• TO DO: Each entry must be duplicated precisely, with nothing left out.

────────────────────

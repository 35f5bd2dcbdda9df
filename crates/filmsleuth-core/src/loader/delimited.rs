/// CSV / TSV reader.
///
/// Rows are read with `flexible(true)` so short or long rows do not abort
/// the load; a row that cannot be decoded at all is skipped and counted.
use super::columns::clean_header;
use super::{Table, TableRow};
use crate::error::LoadError;
use crate::model::RawValue;
use std::fs::File;
use std::io::{BufReader, Read};
use std::path::Path;
use tracing::debug;

/// Open and read a delimited file. The handle is closed before returning.
pub fn read_path(path: &Path, delimiter: u8) -> Result<Table, LoadError> {
    let file = File::open(path).map_err(|source| LoadError::Io {
        path: path.to_path_buf(),
        source,
    })?;
    read_delimited(BufReader::new(file), delimiter)
}

/// Read delimited text from any reader. The first record is the header.
pub fn read_delimited<R: Read>(reader: R, delimiter: u8) -> Result<Table, LoadError> {
    let mut rdr = csv::ReaderBuilder::new()
        .has_headers(true)
        .flexible(true)
        .delimiter(delimiter)
        .from_reader(reader);

    // An empty input yields an empty header record, not an error.
    let headers: Vec<String> = rdr.headers()?.iter().map(clean_header).collect();

    let mut table = Table {
        headers,
        ..Table::default()
    };

    // Line of the last record seen; the header is line 1.
    let mut last_line = 1;
    for result in rdr.records() {
        match result {
            Ok(record) => {
                let line = record
                    .position()
                    .map_or(last_line + 1, |pos| pos.line() as usize);
                last_line = line;
                if record.iter().all(|c| c.trim().is_empty()) {
                    continue;
                }
                table.rows.push(TableRow {
                    line,
                    cells: record.iter().map(RawValue::from_text).collect(),
                });
            }
            Err(e) => {
                let line = e
                    .position()
                    .map_or(last_line + 1, |pos| pos.line() as usize);
                last_line = line;
                debug!("Skipping unreadable row {}: {}", line, e);
                table.unreadable_rows += 1;
            }
        }
    }

    Ok(table)
}

#[cfg(test)]
mod tests {
    use super::*;

    #[test]
    fn reads_headers_and_rows() {
        let data = "Title,Genre,Vote_Average\nHeat,\"Crime, Drama\",8.3\nUp,Animation,8.2\n";
        let table = read_delimited(data.as_bytes(), b',').unwrap();
        assert_eq!(table.headers, vec!["Title", "Genre", "Vote_Average"]);
        assert_eq!(table.rows.len(), 2);
        assert_eq!(table.rows[0].cells[1], RawValue::from_text("Crime, Drama"));
    }

    #[test]
    fn header_carriage_returns_are_stripped() {
        let data = "Title,Genre\r\nHeat,Crime\r\n";
        let table = read_delimited(data.as_bytes(), b',').unwrap();
        assert_eq!(table.headers, vec!["Title", "Genre"]);
        assert_eq!(table.rows[0].cells[1], RawValue::from_text("Crime"));
    }

    #[test]
    fn empty_input_yields_empty_table() {
        let table = read_delimited("".as_bytes(), b',').unwrap();
        assert!(table.headers.is_empty());
        assert!(table.rows.is_empty());
    }

    #[test]
    fn ragged_rows_do_not_abort() {
        let data = "Title,Year\nA\nB,2001,extra\n";
        let table = read_delimited(data.as_bytes(), b',').unwrap();
        assert_eq!(table.rows.len(), 2);
        assert_eq!(table.rows[0].cells.len(), 1);
    }

    #[test]
    fn blank_lines_are_skipped() {
        let data = "Title,Year\n,\nA,2001\n";
        let table = read_delimited(data.as_bytes(), b',').unwrap();
        assert_eq!(table.rows.len(), 1);
    }

    #[test]
    fn invalid_utf8_row_is_counted_not_fatal() {
        let mut data = b"Title,Year\nA,2001\n".to_vec();
        data.extend_from_slice(b"\xff\xfe,2002\nB,2003\n");
        let table = read_delimited(data.as_slice(), b',').unwrap();
        assert_eq!(table.rows.len(), 2);
        assert_eq!(table.unreadable_rows, 1);
    }

    #[test]
    fn lines_follow_the_file_not_the_row_count() {
        let data = "Title,Plot\nA,\"two\nlines\"\n\nB,short\n";
        let table = read_delimited(data.as_bytes(), b',').unwrap();
        let lines: Vec<usize> = table.rows.iter().map(|r| r.line).collect();
        assert_eq!(lines, vec![2, 5]);
    }

    #[test]
    fn tab_delimiter() {
        let data = "Title\tYear\nA\t2001\n";
        let table = read_delimited(data.as_bytes(), b'\t').unwrap();
        assert_eq!(table.rows[0].cells[1], RawValue::from_text("2001"));
    }
}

────────────────────

• TASK RESULT:
repository 35f5bd2dcbdda9df
filename crates/filmsleuth-core/src/loader/delimited.rs
/// CSV / TSV reader.
///
/// Rows are read with `flexible(true)` so short or long rows do not abort
/// the load; a row that cannot be decoded at all is skipped and counted.
use super::columns::clean_header;
use super::{Table, TableRow};
use crate::error::LoadError;
use crate::model::RawValue;
use std::fs::File;
use std::io::{BufReader, Read};
use std::path::Path;
use tracing::debug;

/// Open and read a delimited file. The handle is closed before returning.
pub fn read_path(path: &Path, delimiter: u8) -> Result<Table, LoadError> {
    let file = File::open(path).map_err(|source| LoadError::Io {
        path: path.to_path_buf(),
        source,
    })?;
    read_delimited(BufReader::new(file), delimiter)
}

/// Read delimited text from any reader. The first record is the header.
pub fn read_delimited<R: Read>(reader: R, delimiter: u8) -> Result<Table, LoadError> {
    let mut rdr = csv::ReaderBuilder::new()
        .has_headers(true)
        .flexible(true)
        .delimiter(delimiter)
        .from_reader(reader);

    // An empty input yields an empty header record, not an error.
    let headers: Vec<String> = rdr.headers()?.iter().map(clean_header).collect();

    let mut table = Table {
        headers,
        ..Table::default()
    };

    // Line of the last record seen; the header is line 1.
    let mut last_line = 1;
    for result in rdr.records() {
        match result {
            Ok(record) => {
                let line = record
                    .position()
                    .map_or(last_line + 1, |pos| pos.line() as usize);
                last_line = line;
                if record.iter().all(|c| c.trim().is_empty()) {
                    continue;
                }
                table.rows.push(TableRow {
                    line,
                    cells: record.iter().map(RawValue::from_text).collect(),
                });
            }
            Err(e) => {
                let line = e
                    .position()
                    .map_or(last_line + 1, |pos| pos.line() as usize);
                last_line = line;
                debug!("Skipping unreadable row {}: {}", line, e);
                table.unreadable_rows += 1;
            }
        }
    }

    Ok(table)
}

#[cfg(test)]
mod tests {
    use super::*;

    #[test]
    fn reads_headers_and_rows() {
        let data = "Title,Genre,Vote_Average\nHeat,\"Crime, Drama\",8.3\nUp,Animation,8.2\n";
        let table = read_delimited(data.as_bytes(), b',').unwrap();
        assert_eq!(table.headers, vec!["Title", "Genre", "Vote_Average"]);
        assert_eq!(table.rows.len(), 2);
        assert_eq!(table.rows[0].cells[1], RawValue::from_text("Crime, Drama"));
    }

    #[test]
    fn header_carriage_returns_are_stripped() {
        let data = "Title,Genre\r\nHeat,Crime\r\n";
        let table = read_delimited(data.as_bytes(), b',').unwrap();
        assert_eq!(table.headers, vec!["Title", "Genre"]);
        assert_eq!(table.rows[0].cells[1], RawValue::from_text("Crime"));
    }

    #[test]
    fn empty_input_yields_empty_table() {
        let table = read_delimited("".as_bytes(), b',').unwrap();
        assert!(table.headers.is_empty());
        assert!(table.rows.is_empty());
    }

    #[test]
    fn ragged_rows_do_not_abort() {
        let data = "Title,Year\nA\nB,2001,extra\n";
        let table = read_delimited(data.as_bytes(), b',').unwrap();
        assert_eq!(table.rows.len(), 2);
        assert_eq!(table.rows[0].cells.len(), 1);
    }

    #[test]
    fn blank_lines_are_skipped() {
        let data = "Title,Year\n,\nA,2001\n";
        let table = read_delimited(data.as_bytes(), b',').unwrap();
        assert_eq!(table.rows.len(), 1);
    }

    #[test]
    fn invalid_utf8_row_is_counted_not_fatal() {
        let mut data = b"Title,Year\nA,2001\n".to_vec();
        data.extend_from_slice(b"\xff\xfe,2002\nB,2003\n");
        let table = read_delimited(data.as_slice(), b',').unwrap();
        assert_eq!(table.rows.len(), 2);
        assert_eq!(table.unreadable_rows, 1);
    }

    #[test]
    fn lines_follow_the_file_not_the_row_count() {
        let data = "Title,Plot\nA,\"two\nlines\"\n\nB,short\n";
        let table = read_delimited(data.as_bytes(), b',').unwrap();
        let lines: Vec<usize> = table.rows.iter().map(|r| r.line).collect();
        assert_eq!(lines, vec![2, 5]);
    }

    #[test]
    fn tab_delimiter() {
        let data = "Title\tYear\nA\t2001\n";
        let table = read_delimited(data.as_bytes(), b'\t').unwrap();
        assert_eq!(table.rows[0].cells[1], RawValue::from_text("2001"));
    }
}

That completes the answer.